• [WORK TO COMPLETE] Using the records below, transcribe word for word the stretch from the line that contains "self.unavailable.store(unavailable, Ordering::SeqCst);" through the line that contains "pub fn fee_calls(&self)", both end lines included, and nothing else.

[Stored items]
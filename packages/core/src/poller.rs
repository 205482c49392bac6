use std::collections::BTreeSet;
use std::time::Duration;

use tokio::sync::watch;
use tokio::time;
use tracing::{error, info, warn};

use crate::controller::Controller;
use crate::error::AppError;

// ============================================================
// CONFIG & OUTCOMES
// ============================================================

#[derive(Debug, Clone)]
pub struct PollerConfig {
    /// Where to start syncing, overriding any stored cursor. Applied to
    /// each chain until that chain completes one sync.
    pub sync_start_timestamp: Option<i64>,
    pub poll_interval: Duration,
}

/// What one round did for one chain.
#[derive(Debug, Clone, PartialEq, Eq)]
pub enum ChainSyncOutcome {
    Synced { from: u64, to: u64 },
    UpToDate,
    Failed(String),
}

// ============================================================
// POLLING LOOP
// ============================================================

/// Advances every configured chain's cursor to one block behind its head.
///
/// Chains are visited one after another and each owns its own cursor, so no
/// two writers ever race on the same chain.
pub struct Poller {
    controller: Controller,
    config: PollerConfig,
    /// Chains that have not yet synced from `sync_start_timestamp`.
    override_pending: BTreeSet<String>,
}

impl Poller {
    pub fn new(controller: Controller, config: PollerConfig) -> Self {
        let override_pending = match config.sync_start_timestamp {
            Some(_) => controller.chains().slugs().map(String::from).collect(),
            None => BTreeSet::new(),
        };
        Self {
            controller,
            config,
            override_pending,
        }
    }

    /// Runs rounds until `shutdown` flips to `true` (or its sender is dropped).
    pub async fn run(mut self, mut shutdown: watch::Receiver<bool>) {
        info!(
            "Fee polling started for {} chains (interval: {}s)",
            self.controller.chains().len(),
            self.config.poll_interval.as_secs()
        );

        loop {
            if *shutdown.borrow() {
                break;
            }

            self.run_round().await;

            tokio::select! {
                _ = time::sleep(self.config.poll_interval) => {}
                _ = shutdown.changed() => {
                    info!("Shutdown signal received. Stopping polling.");
                    break;
                }
            }
        }

        info!("Fee polling stopped cleanly");
    }

    /// One pass over every chain. Failures are logged and reported per chain;
    /// they never stop the round.
    pub async fn run_round(&mut self) -> Vec<(String, ChainSyncOutcome)> {
        let slugs: Vec<String> = self.controller.chains().slugs().map(String::from).collect();
        let mut outcomes = Vec::with_capacity(slugs.len());

        for chain in slugs {
            let pending = self.override_pending.contains(&chain);
            let sync_start = self.config.sync_start_timestamp.filter(|_| pending);

            let outcome = match self.sync_chain(&chain, sync_start).await {
                Ok(outcome) => {
                    self.override_pending.remove(&chain);
                    outcome
                }
                Err(err) => {
                    error!("Fee polling error on {}: {}", chain, err);
                    if pending {
                        warn!("Sync start override kept for {} until it syncs", chain);
                    }
                    ChainSyncOutcome::Failed(err.to_string())
                }
            };
            outcomes.push((chain, outcome));
        }

        outcomes
    }

    async fn sync_chain(
        &self,
        chain: &str,
        sync_start: Option<i64>,
    ) -> Result<ChainSyncOutcome, AppError> {
        let client = self.controller.client(chain)?;

        // One block of lag keeps us off a tip that may still reorg.
        let end = client.current_height().await?.saturating_sub(1);

        let start = match sync_start {
            Some(timestamp) => self.controller.resolver().resolve(chain, timestamp).await?,
            None => match self.controller.store().get_cursor(chain).await? {
                Some(cursor) => cursor,
                None => end.saturating_sub(1),
            },
        };

        if start >= end {
            return Ok(ChainSyncOutcome::UpToDate);
        }

        let summary = self.controller.backfill_range(chain, start, end).await?;
        self.controller.store().put_cursor(chain, end).await?;

        info!(
            "Synced {} blocks {}..={} ({} fetched, {} already stored)",
            chain, start, end, summary.fetched, summary.existing
        );
        Ok(ChainSyncOutcome::Synced {
            from: start,
            to: end,
        })
    }
}
//! [`FeeStore`] backed by SQLite.

use std::collections::BTreeMap;
use std::str::FromStr;

use async_trait::async_trait;
use num_bigint::BigUint;
use sqlx::SqlitePool;
use tracing::instrument;

use super::{FeeStore, Result};
use crate::error::StoreError;
use crate::types::{window_bounds, FeeData, FeeRecord};

/// SQLite storage implementation.
#[derive(Debug, Clone)]
pub struct SqliteFeeStore {
    pool: SqlitePool,
}

impl SqliteFeeStore {
    pub fn new(pool: SqlitePool) -> Self {
        Self { pool }
    }
}

#[derive(sqlx::FromRow)]
struct FeeRecordRow {
    chain_slug: String,
    block_number: i64,
    timestamp: i64,
    base_fee_per_gas: String,
    fee_data: String,
}

impl TryFrom<FeeRecordRow> for FeeRecord {
    type Error = StoreError;

    fn try_from(row: FeeRecordRow) -> Result<Self> {
        let block_number = u64::try_from(row.block_number)
            .map_err(|_| StoreError::Corrupt(format!("negative block number {}", row.block_number)))?;
        let base_fee_per_gas = BigUint::from_str(&row.base_fee_per_gas).map_err(|e| {
            StoreError::Corrupt(format!("base fee {:?}: {}", row.base_fee_per_gas, e))
        })?;
        let extra: BTreeMap<String, serde_json::Value> = serde_json::from_str(&row.fee_data)
            .map_err(|e| StoreError::Corrupt(format!("fee data: {}", e)))?;

        Ok(FeeRecord {
            chain_slug: row.chain_slug,
            block_number,
            timestamp: row.timestamp,
            fee_data: FeeData {
                base_fee_per_gas,
                extra,
            },
        })
    }
}

fn height_param(block_number: u64) -> Result<i64> {
    i64::try_from(block_number)
        .map_err(|_| StoreError::Corrupt(format!("block number {} out of range", block_number)))
}

#[async_trait]
impl FeeStore for SqliteFeeStore {
    #[instrument(skip(self))]
    async fn get_by_height(&self, chain: &str, block_number: u64) -> Result<Option<FeeRecord>> {
        let row = sqlx::query_as::<_, FeeRecordRow>(
            "SELECT chain_slug, block_number, timestamp, base_fee_per_gas, fee_data
             FROM fee_records
             WHERE chain_slug = ? AND block_number = ?",
        )
        .bind(chain)
        .bind(height_param(block_number)?)
        .fetch_optional(&self.pool)
        .await?;

        row.map(FeeRecord::try_from).transpose()
    }

    #[instrument(skip_all, fields(chain = %record.chain_slug, block = record.block_number))]
    async fn put(&self, record: &FeeRecord) -> Result<()> {
        let extra = serde_json::to_string(&record.fee_data.extra)
            .map_err(|e| StoreError::Corrupt(format!("fee data: {}", e)))?;

        sqlx::query(
            "INSERT INTO fee_records
             (chain_slug, block_number, timestamp, base_fee_per_gas, fee_data)
             VALUES (?, ?, ?, ?, ?)
             ON CONFLICT (chain_slug, block_number) DO NOTHING",
        )
        .bind(&record.chain_slug)
        .bind(height_param(record.block_number)?)
        .bind(record.timestamp)
        .bind(record.fee_data.base_fee_per_gas.to_string())
        .bind(extra)
        .execute(&self.pool)
        .await?;

        Ok(())
    }

    #[instrument(skip(self))]
    async fn get_nearest(&self, chain: &str, timestamp: i64) -> Result<Option<FeeRecord>> {
        let (start, end) = window_bounds(timestamp);
        let row = sqlx::query_as::<_, FeeRecordRow>(
            "SELECT chain_slug, block_number, timestamp, base_fee_per_gas, fee_data
             FROM fee_records
             WHERE chain_slug = ? AND timestamp BETWEEN ? AND ?
             ORDER BY ABS(timestamp - ?) ASC, block_number ASC
             LIMIT 1",
        )
        .bind(chain)
        .bind(start)
        .bind(end)
        .bind(timestamp)
        .fetch_optional(&self.pool)
        .await?;

        row.map(FeeRecord::try_from).transpose()
    }

    #[instrument(skip(self))]
    async fn get_window(&self, chain: &str, timestamp: i64) -> Result<Vec<FeeRecord>> {
        let (start, end) = window_bounds(timestamp);
        let rows = sqlx::query_as::<_, FeeRecordRow>(
            "SELECT chain_slug, block_number, timestamp, base_fee_per_gas, fee_data
             FROM fee_records
             WHERE chain_slug = ? AND timestamp BETWEEN ? AND ?
             ORDER BY timestamp ASC, block_number ASC",
        )
        .bind(chain)
        .bind(start)
        .bind(end)
        .fetch_all(&self.pool)
        .await?;

        rows.into_iter().map(FeeRecord::try_from).collect()
    }

    #[instrument(skip(self))]
    async fn get_cursor(&self, chain: &str) -> Result<Option<u64>> {
        let cursor: Option<i64> = sqlx::query_scalar(
            "SELECT last_synced_block_number FROM sync_cursors WHERE chain_slug = ?",
        )
        .bind(chain)
        .fetch_optional(&self.pool)
        .await?;

        cursor
            .map(|c| {
                u64::try_from(c).map_err(|_| StoreError::Corrupt(format!("negative cursor {}", c)))
            })
            .transpose()
    }

    #[instrument(skip(self))]
    async fn put_cursor(&self, chain: &str, block_number: u64) -> Result<()> {
        sqlx::query(
            "INSERT INTO sync_cursors (chain_slug, last_synced_block_number)
             VALUES (?, ?)
             ON CONFLICT (chain_slug) DO UPDATE
             SET last_synced_block_number = excluded.last_synced_block_number",
        )
        .bind(chain)
        .bind(height_param(block_number)?)
        .execute(&self.pool)
        .await?;

        Ok(())
    }
}
//! Mock chain client for testing
//!
//! Implements `ChainClient` and `BlockResolver` with configurable responses
//! so tests can exercise the backfiller, poller, and query paths without a
//! live RPC node.
//!
//! Gated behind `#[cfg(test)]`, never compiled into production builds.

use async_trait::async_trait;
use num_bigint::BigUint;
use std::collections::{HashMap, HashSet};
use std::sync::atomic::{AtomicBool, AtomicU64, AtomicUsize, Ordering};
use std::sync::Mutex;

use crate::chain::ChainClient;
use crate::error::ChainError;
use crate::resolver::BlockResolver;
use crate::types::{BlockFee, FeeData};

/// Timestamp of block 0 on every mock chain.
pub const MOCK_GENESIS_TIMESTAMP: i64 = 1_699_990_000;
/// Seconds between consecutive mock blocks.
pub const MOCK_BLOCK_TIME: i64 = 12;

/// A configurable mock implementation of `ChainClient`.
///
/// Block `h` has timestamp `MOCK_GENESIS_TIMESTAMP + h * MOCK_BLOCK_TIME`
/// and, unless overridden, a base fee of `1 gwei + h` wei.
pub struct MockChainClient {
    head: AtomicU64,
    fees: Mutex<HashMap<u64, BigUint>>,
    failing_heights: Mutex<HashSet<u64>>,
    unavailable: AtomicBool,
    /// Heights passed to `fee_at`, in call order.
    fetched: Mutex<Vec<u64>>,
    /// Tracks total number of `current_height` calls.
    pub head_calls: AtomicUsize,
}

impl MockChainClient {
    /// Create a healthy mock whose head is at `head`.
    pub fn new(head: u64) -> Self {
        Self {
            head: AtomicU64::new(head),
            fees: Mutex::new(HashMap::new()),
            failing_heights: Mutex::new(HashSet::new()),
            unavailable: AtomicBool::new(false),
            fetched: Mutex::new(Vec::new()),
            head_calls: AtomicUsize::new(0),
        }
    }

    /// Override the base fee reported for `height`.
    pub fn with_fee(self, height: u64, fee: impl Into<BigUint>) -> Self {
        self.fees.lock().unwrap().insert(height, fee.into());
        self
    }

    /// Make `fee_at(height)` fail with `ChainError::Unavailable`.
    pub fn with_failing_height(self, height: u64) -> Self {
        self.failing_heights.lock().unwrap().insert(height);
        self
    }

    /// Make every call fail with `ChainError::Unavailable`.
    pub fn with_unavailable(self, unavailable: bool) -> Self {
        self.set_unavailable(unavailable);
        self
    }

    pub fn set_unavailable(&self, unavailable: bool) {
        self.unavailable.store(unavailable, Ordering::SeqCst);
    }

    pub fn set_head(&self, head: u64) {
        self.head.store(head, Ordering::SeqCst);
    }

    /// Heights fetched through `fee_at` so far, in call order.
    pub fn fetched(&self) -> Vec<u64> {
        self.fetched.lock().unwrap().clone()
    }

    pub fn fee_calls(&self) -> usize {
        self.fetched.lock().unwrap().len()
    }

    pub fn timestamp_of(height: u64) -> i64 {
        MOCK_GENESIS_TIMESTAMP + height as i64 * MOCK_BLOCK_TIME
    }

    fn down(&self) -> ChainError {
        ChainError::Unavailable {
            chain: "mock".into(),
            message: "simulated outage".into(),
        }
    }
}

#[async_trait]
impl ChainClient for MockChainClient {
    async fn current_height(&self) -> Result<u64, ChainError> {
        self.head_calls.fetch_add(1, Ordering::SeqCst);
        if self.unavailable.load(Ordering::SeqCst) {
            return Err(self.down());
        }
        Ok(self.head.load(Ordering::SeqCst))
    }

    async fn fee_at(&self, height: u64) -> Result<BlockFee, ChainError> {
        self.fetched.lock().unwrap().push(height);
        if self.unavailable.load(Ordering::SeqCst)
            || self.failing_heights.lock().unwrap().contains(&height)
        {
            return Err(self.down());
        }

        let fee = self
            .fees
            .lock()
            .unwrap()
            .get(&height)
            .cloned()
            .unwrap_or_else(|| BigUint::from(1_000_000_000u64 + height));

        Ok(BlockFee {
            timestamp: Self::timestamp_of(height),
            fee_data: FeeData::new(fee),
        })
    }
}

/// A `BlockResolver` that maps timestamps onto the mock chain's block
/// schedule and records every request.
#[derive(Default)]
pub struct MockResolver {
    requests: Mutex<Vec<(String, i64)>>,
}

impl MockResolver {
    pub fn new() -> Self {
        Self::default()
    }

    /// `(chain, timestamp)` pairs resolved so far, in call order.
    pub fn requests(&self) -> Vec<(String, i64)> {
        self.requests.lock().unwrap().clone()
    }
}

#[async_trait]
impl BlockResolver for MockResolver {
    async fn resolve(&self, chain: &str, unix_seconds: i64) -> Result<u64, ChainError> {
        self.requests
            .lock()
            .unwrap()
            .push((chain.to_string(), unix_seconds));
        let offset = (unix_seconds - MOCK_GENESIS_TIMESTAMP).max(0);
        Ok((offset / MOCK_BLOCK_TIME) as u64)
    }
}

#[cfg(test)]
mod tests {
    use super::*;

    #[tokio::test]
    async fn reports_configured_head() {
        let mock = MockChainClient::new(105);
        assert_eq!(mock.current_height().await.unwrap(), 105);

        mock.set_head(110);
        assert_eq!(mock.current_height().await.unwrap(), 110);
        assert_eq!(mock.head_calls.load(Ordering::SeqCst), 2);
    }

    #[tokio::test]
    async fn default_fee_and_timestamp_follow_height() {
        let mock = MockChainClient::new(10);
        let block = mock.fee_at(3).await.unwrap();
        assert_eq!(block.timestamp, MOCK_GENESIS_TIMESTAMP + 36);
        assert_eq!(block.fee_data.base_fee_per_gas, BigUint::from(1_000_000_003u64));
    }

    #[tokio::test]
    async fn overridden_fee_is_returned() {
        let mock = MockChainClient::new(10).with_fee(4, 7u32);
        let block = mock.fee_at(4).await.unwrap();
        assert_eq!(block.fee_data.base_fee_per_gas, BigUint::from(7u32));
    }

    #[tokio::test]
    async fn failing_height_errors_but_is_recorded() {
        let mock = MockChainClient::new(10).with_failing_height(2);
        assert!(matches!(
            mock.fee_at(2).await,
            Err(ChainError::Unavailable { .. })
        ));
        assert!(mock.fee_at(3).await.is_ok());
        assert_eq!(mock.fetched(), vec![2, 3]);
    }

    #[tokio::test]
    async fn unavailable_mock_fails_every_call() {
        let mock = MockChainClient::new(10).with_unavailable(true);
        assert!(mock.current_height().await.is_err());
        assert!(mock.fee_at(1).await.is_err());
    }

    #[tokio::test]
    async fn resolver_maps_timestamps_onto_schedule() {
        let resolver = MockResolver::new();
        let height = resolver
            .resolve("ethereum", MockChainClient::timestamp_of(500) + 5)
            .await
            .unwrap();
        assert_eq!(height, 500);
        assert_eq!(resolver.resolve("ethereum", 0).await.unwrap(), 0);
        assert_eq!(resolver.requests().len(), 2);
    }
}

• [ANSWER SPACE]
        self.unavailable.store(unavailable, Ordering::SeqCst);
    }

    pub fn set_head(&self, head: u64) {
        self.head.store(head, Ordering::SeqCst);
    }

    /// Heights fetched through `fee_at` so far, in call order.
    pub fn fetched(&self) -> Vec<u64> {
        self.fetched.lock().unwrap().clone()
    }

    pub fn fee_calls(&self) -> usize {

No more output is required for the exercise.